Wählen Sie KURIER als bevorzugte Google-Quelle

Spatentsich für neues Wissenschaftszentrum Q in Wien

Das neue Zentrum zieht in die Aula der Wissenschaften ein. Bis zum Frühjahr 2027 soll es fertig sein.
Gerüst um ein Gebäudeteil mit großen Wissenschafts-Bannern, darunter bunte und orange Werbetafeln.

Am Dienstag ist der Startschuss für die Bauarbeiten des neuen Zentrums der Wissenschaften Q auf der Wollzeile 27a gefallen. In der ehemaligen Aula der Wissenschaften soll ein neuer Raum für Wissenschaft und Gesellschaft entstehen – insbesondere für junge Menschen. 

Zentrum in denkmalgeschützten Räumen

„Mit dem Q entsteht ein Ort, an dem Kinder und Jugendliche Wissenschaft nicht nur kennenlernen, sondern selbst Fragen stellen, ausprobieren und Zukunft mitgestalten“, sagt Bildungsminister Christoph Wiederkehr (Neos). 

Mit Ausstellungen, Workshops und Veranstaltungen soll das in den denkmalgeschützten Räumen und einer Gesamtfläche von 4.000 m² stattfinden. 

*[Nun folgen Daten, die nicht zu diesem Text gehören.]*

use std::collections::BTreeMap;
use std::sync::Mutex;

use async_trait::async_trait;
use serde_json::Value;
use tokio::sync::broadcast;

use super::{publish, SettingsStore, StoreChange, CHANGE_FEED_CAPACITY};
use crate::error::{Result, TranspassError};

/// In-process settings store
pub struct MemoryStore {
    values: Mutex<BTreeMap<String, Value>>,
    changes: broadcast::Sender<StoreChange>,
}

impl MemoryStore {
    pub fn new() -> Self {
        Self::with_values(BTreeMap::new())
    }

    pub fn with_values(values: BTreeMap<String, Value>) -> Self {
        let (changes, _) = broadcast::channel(CHANGE_FEED_CAPACITY);
        Self {
            values: Mutex::new(values),
            changes,
        }
    }

    fn lock(&self) -> Result<std::sync::MutexGuard<'_, BTreeMap<String, Value>>> {
        self.values
            .lock()
            .map_err(|_| TranspassError::Storage("memory store lock poisoned".to_string()))
    }
}

impl Default for MemoryStore {
    fn default() -> Self {
        Self::new()
    }
}

#[async_trait]
impl SettingsStore for MemoryStore {
    async fn get(&self, key: &str) -> Result<Option<Value>> {
        Ok(self.lock()?.get(key).cloned())
    }

    async fn set_many(&self, entries: Vec<(String, Value)>) -> Result<()> {
        let changes = {
            let mut values = self.lock()?;
            entries
                .into_iter()
                .map(|(key, value)| {
                    values.insert(key.clone(), value.clone());
                    StoreChange { key, new_value: Some(value) }
                })
                .collect()
        };
        publish(&self.changes, changes);
        Ok(())
    }

    async fn remove(&self, keys: &[String]) -> Result<()> {
        let changes = {
            let mut values = self.lock()?;
            keys.iter()
                .filter(|key| values.remove(key.as_str()).is_some())
                .map(|key| StoreChange { key: key.clone(), new_value: None })
                .collect()
        };
        publish(&self.changes, changes);
        Ok(())
    }

    async fn keys(&self) -> Result<Vec<String>> {
        Ok(self.lock()?.keys().cloned().collect())
    }

    fn subscribe(&self) -> broadcast::Receiver<StoreChange> {
        self.changes.subscribe()
    }
}

#[cfg(test)]
mod tests {
    use super::*;
    use serde_json::json;

    #[tokio::test]
    async fn test_set_get_and_remove() {
        let store = MemoryStore::new();
        store.set("target", json!("ja")).await.unwrap();
        assert_eq!(store.get("target").await.unwrap(), Some(json!("ja")));

        store.remove(&["target".to_string(), "missing".to_string()]).await.unwrap();
        assert_eq!(store.get("target").await.unwrap(), None);
        assert!(store.keys().await.unwrap().is_empty());
    }

    #[tokio::test]
    async fn test_writes_are_published() {
        let store = MemoryStore::new();
        let mut feed = store.subscribe();

        store
            .set_many(vec![
                ("target".to_string(), json!("fr")),
                ("cacheSize".to_string(), json!(10)),
            ])
            .await
            .unwrap();
        store.remove(&["target".to_string()]).await.unwrap();

        let first = feed.recv().await.unwrap();
        assert_eq!(first, StoreChange { key: "target".to_string(), new_value: Some(json!("fr")) });
        let second = feed.recv().await.unwrap();
        assert_eq!(second.key, "cacheSize");
        let third = feed.recv().await.unwrap();
        assert_eq!(third, StoreChange { key: "target".to_string(), new_value: None });
    }
}
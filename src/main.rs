//! Transpass - Caching Translation Pass-Through Engine
//!
//! Command line front end: translates strings through the configured
//! providers and manages quotas, caches and settings in the state directory.

use std::cell::RefCell;
use std::io::BufRead;
use std::path::Path;
use std::sync::Arc;

use anyhow::Result;
use clap::Parser;
use tracing::{error, info, Level};
use tracing_subscriber::{fmt, layer::SubscriberExt, util::SubscriberInitExt, EnvFilter};
use tracing_appender::{non_blocking, rolling};

use transpass::batch::{self, PendingItem};
use transpass::cache::CacheEntry;
use transpass::cli::{Args, CacheAction, Commands, QuotaAction, SettingsAction};
use transpass::config::Config;
use transpass::engine::{Engine, EngineOptions, TranslateRequest};
use transpass::provider::HttpProviderFactory;
use transpass::settings::Settings;
use transpass::store::{self, FileStore, SettingsStore};

#[tokio::main]
async fn main() -> Result<()> {
    let args = Args::parse();

    // Load configuration
    let config = match &args.config {
        Some(config_path) => Config::from_file(config_path)?,
        None => {
            if Path::new("transpass.toml").exists() {
                Config::from_file("transpass.toml")?
            } else {
                Config::default()
            }
        }
    };

    setup_logging(&config, args.verbose)?;

    let store: Arc<dyn SettingsStore> = Arc::new(FileStore::open(config.settings_path()).await?);
    let factory = Arc::new(HttpProviderFactory::new(&config)?);
    let engine = Engine::open(
        Arc::clone(&store),
        factory,
        EngineOptions {
            persist_delay: config.persist_delay(),
        },
    )
    .await?;

    let result = run_command(&engine, &store, args.command).await;
    finish(&engine, result).await
}

/// Flush pending cache writes whether or not the command succeeded
///
/// A command error wins over a flush error; the flush error is still logged.
async fn finish(engine: &Engine, result: Result<()>) -> Result<()> {
    let flushed = engine.shutdown().await;
    match (result, flushed) {
        (Err(e), Err(flush_error)) => {
            error!("Flushing caches after a failed command also failed: {}", flush_error);
            Err(e)
        }
        (Err(e), Ok(())) => Err(e),
        (Ok(()), flushed) => Ok(flushed?),
    }
}

async fn run_command(engine: &Engine, store: &Arc<dyn SettingsStore>, command: Commands) -> Result<()> {
    match command {
        Commands::Translate { target, url, manual, json, texts } => {
            let texts = if texts.is_empty() { read_stdin_lines()? } else { texts };
            let (outputs, response) = translate_texts(engine, texts, target, url, manual).await?;
            if let Some(used) = &response.used_provider {
                info!("Served by {}", used);
            }

            if json {
                println!("{}", serde_json::to_string_pretty(&response)?);
            } else {
                for output in &outputs {
                    println!("{}", output);
                }
                if let Some(error) = &response.error {
                    eprintln!("warning: {}", error);
                }
            }
        }

        Commands::Quota { action } => match action {
            QuotaAction::List => {
                let reports = engine.quota_report();
                if reports.is_empty() {
                    println!("No providers configured.");
                } else {
                    println!("\nProvider Quotas:");
                    println!("{:<48} {:<8} {:<8} {:>12} {:>12} {:>12} {:<8}",
                        "Quota Key", "Service", "Enabled", "Used", "Warn After", "Stop After", "Status");
                    println!("{}", "-".repeat(116));
                    for report in reports {
                        println!("{:<48} {:<8} {:<8} {:>12} {:>12} {:>12} {:<8}",
                            report.id,
                            report.service.to_string(),
                            if report.enabled { "yes" } else { "no" },
                            report.characters,
                            report.warn_after,
                            report.stop_after,
                            format!("{:?}", report.status));
                    }
                }
            }
            QuotaAction::Set { quota_key, characters } => {
                let record = engine.set_quota(&quota_key, characters).await?;
                println!("Set {} to {} characters (month {})", quota_key, record.characters, record.month + 1);
            }
        },

        Commands::Cache { action } => match action {
            CacheAction::Flush { name } => {
                engine.flush_cache(name.as_deref()).await?;
                println!("Flushed {}", name.as_deref().unwrap_or("default cache"));
            }
            CacheAction::Info => {
                let names = engine.caches().stored_names().await?;
                if names.is_empty() {
                    println!("No caches stored.");
                } else {
                    println!("\nStored Caches:");
                    println!("{:<40} {:>10}", "Name", "Entries");
                    println!("{}", "-".repeat(51));
                    for name in names {
                        let entries: Vec<CacheEntry> = store::get_as(store.as_ref(), &name).await?.unwrap_or_default();
                        println!("{:<40} {:>10}", name, entries.len());
                    }
                }
            }
        },

        Commands::Settings { action } => match action {
            SettingsAction::Show => {
                println!("{}", serde_json::to_string_pretty(&engine.settings())?);
            }
            SettingsAction::Import { file } => {
                let content = std::fs::read_to_string(&file)?;
                let settings: Settings = serde_json::from_str(&content)?;
                engine.save_settings(settings).await?;
                println!("Imported settings from {}", file.display());
            }
        },
    }

    Ok(())
}

/// Translate `texts`, sending each distinct string once
async fn translate_texts(
    engine: &Engine,
    texts: Vec<String>,
    target: Option<String>,
    url: Option<String>,
    manual: bool,
) -> Result<(Vec<String>, transpass::TranslateResponse)> {
    let outputs = RefCell::new(texts.clone());
    let pending: Vec<PendingItem<'_>> = texts
        .into_iter()
        .enumerate()
        .map(|(index, text)| {
            let outputs = &outputs;
            PendingItem::new(text, move |output: &str| outputs.borrow_mut()[index] = output.to_string())
        })
        .collect();

    let mut unique = batch::deduplicate(pending);
    let inputs: Vec<String> = unique.iter().map(|item| item.input.clone()).collect();
    info!("Translating {} distinct strings", inputs.len());

    let response = engine
        .translate(TranslateRequest { target, inputs, url, manual })
        .await?;
    batch::apply_outputs(&mut unique, &response.outputs);
    drop(unique);

    Ok((outputs.into_inner(), response))
}

fn read_stdin_lines() -> Result<Vec<String>> {
    let mut lines = Vec::new();
    for line in std::io::stdin().lock().lines() {
        let line = line?;
        if !line.trim().is_empty() {
            lines.push(line);
        }
    }
    Ok(lines)
}

/// Setup logging to both console and file
fn setup_logging(config: &Config, verbose: bool) -> Result<()> {
    let log_dir = config.log_dir();
    std::fs::create_dir_all(&log_dir)?;

    // Set up file appender with daily rotation
    let file_appender = rolling::daily(&log_dir, "transpass.log");
    let (non_blocking_file, _guard) = non_blocking(file_appender);
    // Keep the guard alive for the duration of the program
    std::mem::forget(_guard);

    let log_level = if verbose { Level::DEBUG } else { Level::WARN };

    // Console output stays quiet unless asked for; stdout carries translations
    let console_layer = fmt::layer()
        .with_writer(std::io::stderr)
        .with_target(false);

    let file_layer = fmt::layer()
        .with_writer(non_blocking_file)
        .with_target(false)
        .with_thread_ids(true)
        .with_file(true)
        .with_line_number(true)
        .with_ansi(false);

    tracing_subscriber::registry()
        .with(EnvFilter::from_default_env().add_directive(log_level.into()))
        .with(console_layer)
        .with(file_layer)
        .try_init()
        .map_err(|e| anyhow::anyhow!("Failed to initialize logging: {}", e))?;

    info!("Logging initialized - level: {}, file: {}",
          log_level, log_dir.join("transpass.log").display());

    Ok(())
}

Getragen wird das Projekt von dem Dreier-Gespann: Österreichische Akademie der Wissenschaften (ÖAW), der Universität Wien und der Technischen Universität (TU). ÖAW-Präsident Heinz Faßmann wünscht sich für das Projekt, dass „es viele Menschen dazu bringt, die Welt mit anderen Augen zu sehen und vor allem bei Kindern und Jugendlichen Begeisterung für Wissenschaft und Forschung entfacht.“

17 Millionen Euro

Der Umbau wird von der Bundesimmobiliengesellschaft (BIG) durchgeführt. Insgesamt kostet das Projekt 17 Millionen Euro und soll bis zum Frühjahr 2027 fertig sein. Die Bauarbeiten werden laut Gründungsdirektor des Zentrums, Christopher Lindinger, vom Bildungs- und vom Wissenschaftsministerium finanziert. 

Der Betrieb dann von den oben genannten Universitäten. „Unser Ziel wäre dann später aber eine Eigenfinanzierung von 25 bis 30 Prozent“, so Lindinger.